- Exercise
Below are some records; reproduce them exactly.

- Records supplied

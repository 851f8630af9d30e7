//! The order record: authoritative state computed from the event stream.

use super::types::{CustomerInfo, Destination, OrderItemSnapshot, OrderKind, PaymentMethod};
use serde::{Deserialize, Serialize};

/// Order status.
///
/// Transitions are monotonic along `Pending → Preparing → Ready →
/// Delivered`, with explicit reject/cancel escapes into `Canceled` from
/// the non-terminal states. See the state machine for who may trigger what.
#[derive(Debug, Clone, Copy, Serialize, Deserialize, PartialEq, Eq, Hash, Default)]
#[serde(rename_all = "SCREAMING_SNAKE_CASE")]
pub enum OrderStatus {
    #[default]
    Pending,
    Preparing,
    Ready,
    Delivered,
    Canceled,
}

impl OrderStatus {
    /// Terminal statuses admit no further transition.
    pub fn is_terminal(&self) -> bool {
        matches!(self, OrderStatus::Delivered | OrderStatus::Canceled)
    }
}

impl std::fmt::Display for OrderStatus {
    fn fmt(&self, f: &mut std::fmt::Formatter<'_>) -> std::fmt::Result {
        match self {
            OrderStatus::Pending => write!(f, "PENDING"),
            OrderStatus::Preparing => write!(f, "PREPARING"),
            OrderStatus::Ready => write!(f, "READY"),
            OrderStatus::Delivered => write!(f, "DELIVERED"),
            OrderStatus::Canceled => write!(f, "CANCELED"),
        }
    }
}

/// Payment settlement status.
#[derive(Debug, Clone, Copy, Serialize, Deserialize, PartialEq, Eq, Default)]
#[serde(rename_all = "SCREAMING_SNAKE_CASE")]
pub enum PaymentStatus {
    #[default]
    Pending,
    Paid,
}

/// Order record, the single source of truth for one order's state.
#[derive(Debug, Clone, Serialize, Deserialize, PartialEq)]
pub struct OrderRecord {
    /// Order ID (assigned by server)
    pub order_id: String,
    /// Human-readable sequence number, monotonically increasing per venue
    pub number: u64,
    /// Destination (carries the order kind)
    pub destination: Destination,
    pub status: OrderStatus,
    pub customer: CustomerInfo,
    pub items: Vec<OrderItemSnapshot>,
    pub subtotal: f64,
    #[serde(default)]
    pub discount: f64,
    pub total: f64,
    pub payment_status: PaymentStatus,
    /// Method of the settling payment, set when paid
    #[serde(skip_serializing_if = "Option::is_none")]
    pub payment_method: Option<PaymentMethod>,
    /// Assigned courier, set by a won claim
    #[serde(skip_serializing_if = "Option::is_none")]
    pub courier_id: Option<String>,
    /// Proof-of-delivery code, generated at creation. Revealed to the
    /// customer out-of-band; never included in courier-facing views.
    pub delivery_code: String,
    #[serde(skip_serializing_if = "Option::is_none")]
    pub cancel_reason: Option<String>,
    pub created_at: i64,
    pub updated_at: i64,
    /// Last applied event sequence
    pub last_sequence: u64,
}

impl OrderRecord {
    /// Empty placeholder; real fields arrive with the creation event.
    pub fn new(order_id: String) -> Self {
        Self {
            order_id,
            number: 0,
            destination: Destination::Pickup,
            status: OrderStatus::Pending,
            customer: CustomerInfo::default(),
            items: Vec::new(),
            subtotal: 0.0,
            discount: 0.0,
            total: 0.0,
            payment_status: PaymentStatus::Pending,
            payment_method: None,
            courier_id: None,
            delivery_code: String::new(),
            cancel_reason: None,
            created_at: 0,
            updated_at: 0,
            last_sequence: 0,
        }
    }

    pub fn kind(&self) -> OrderKind {
        self.destination.kind()
    }

    pub fn is_paid(&self) -> bool {
        self.payment_status == PaymentStatus::Paid
    }

    /// Elapsed milliseconds since creation, for operator attention.
    ///
    /// "Late" is a read-time property, never an automatic transition.
    pub fn age_millis(&self, now: i64) -> i64 {
        (now - self.created_at).max(0)
    }

    /// Whether a claim could currently succeed.
    pub fn is_claimable(&self) -> bool {
        self.kind() == OrderKind::Delivery
            && self.status == OrderStatus::Ready
            && self.courier_id.is_none()
    }
}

- The answer
repository 851f8630af9d30e7
//! The order record: authoritative state computed from the event stream.

use super::types::{CustomerInfo, Destination, OrderItemSnapshot, OrderKind, PaymentMethod};
use serde::{Deserialize, Serialize};

/// Order status.
///
/// Transitions are monotonic along `Pending → Preparing → Ready →
/// Delivered`, with explicit reject/cancel escapes into `Canceled` from
/// the non-terminal states. See the state machine for who may trigger what.
#[derive(Debug, Clone, Copy, Serialize, Deserialize, PartialEq, Eq, Hash, Default)]
#[serde(rename_all = "SCREAMING_SNAKE_CASE")]
pub enum OrderStatus {
    #[default]
    Pending,
    Preparing,
    Ready,
    Delivered,
    Canceled,
}

impl OrderStatus {
    /// Terminal statuses admit no further transition.
    pub fn is_terminal(&self) -> bool {
        matches!(self, OrderStatus::Delivered | OrderStatus::Canceled)
    }
}

impl std::fmt::Display for OrderStatus {
    fn fmt(&self, f: &mut std::fmt::Formatter<'_>) -> std::fmt::Result {
        match self {
            OrderStatus::Pending => write!(f, "PENDING"),
            OrderStatus::Preparing => write!(f, "PREPARING"),
            OrderStatus::Ready => write!(f, "READY"),
            OrderStatus::Delivered => write!(f, "DELIVERED"),
            OrderStatus::Canceled => write!(f, "CANCELED"),
        }
    }
}

/// Payment settlement status.
#[derive(Debug, Clone, Copy, Serialize, Deserialize, PartialEq, Eq, Default)]
#[serde(rename_all = "SCREAMING_SNAKE_CASE")]
pub enum PaymentStatus {
    #[default]
    Pending,
    Paid,
}

/// Order record, the single source of truth for one order's state.
#[derive(Debug, Clone, Serialize, Deserialize, PartialEq)]
pub struct OrderRecord {
    /// Order ID (assigned by server)
    pub order_id: String,
    /// Human-readable sequence number, monotonically increasing per venue
    pub number: u64,
    /// Destination (carries the order kind)
    pub destination: Destination,
    pub status: OrderStatus,
    pub customer: CustomerInfo,
    pub items: Vec<OrderItemSnapshot>,
    pub subtotal: f64,
    #[serde(default)]
    pub discount: f64,
    pub total: f64,
    pub payment_status: PaymentStatus,
    /// Method of the settling payment, set when paid
    #[serde(skip_serializing_if = "Option::is_none")]
    pub payment_method: Option<PaymentMethod>,
    /// Assigned courier, set by a won claim
    #[serde(skip_serializing_if = "Option::is_none")]
    pub courier_id: Option<String>,
    /// Proof-of-delivery code, generated at creation. Revealed to the
    /// customer out-of-band; never included in courier-facing views.
    pub delivery_code: String,
    #[serde(skip_serializing_if = "Option::is_none")]
    pub cancel_reason: Option<String>,
    pub created_at: i64,
    pub updated_at: i64,
    /// Last applied event sequence
    pub last_sequence: u64,
}

impl OrderRecord {
    /// Empty placeholder; real fields arrive with the creation event.
    pub fn new(order_id: String) -> Self {
        Self {
            order_id,
            number: 0,
            destination: Destination::Pickup,
            status: OrderStatus::Pending,
            customer: CustomerInfo::default(),
            items: Vec::new(),
            subtotal: 0.0,
            discount: 0.0,
            total: 0.0,
            payment_status: PaymentStatus::Pending,
            payment_method: None,
            courier_id: None,
            delivery_code: String::new(),
            cancel_reason: None,
            created_at: 0,
            updated_at: 0,
            last_sequence: 0,
        }
    }

    pub fn kind(&self) -> OrderKind {
        self.destination.kind()
    }

    pub fn is_paid(&self) -> bool {
        self.payment_status == PaymentStatus::Paid
    }

    /// Elapsed milliseconds since creation, for operator attention.
    ///
    /// "Late" is a read-time property, never an automatic transition.
    pub fn age_millis(&self, now: i64) -> i64 {
        (now - self.created_at).max(0)
    }

    /// Whether a claim could currently succeed.
    pub fn is_claimable(&self) -> bool {
        self.kind() == OrderKind::Delivery
            && self.status == OrderStatus::Ready
            && self.courier_id.is_none()
    }
}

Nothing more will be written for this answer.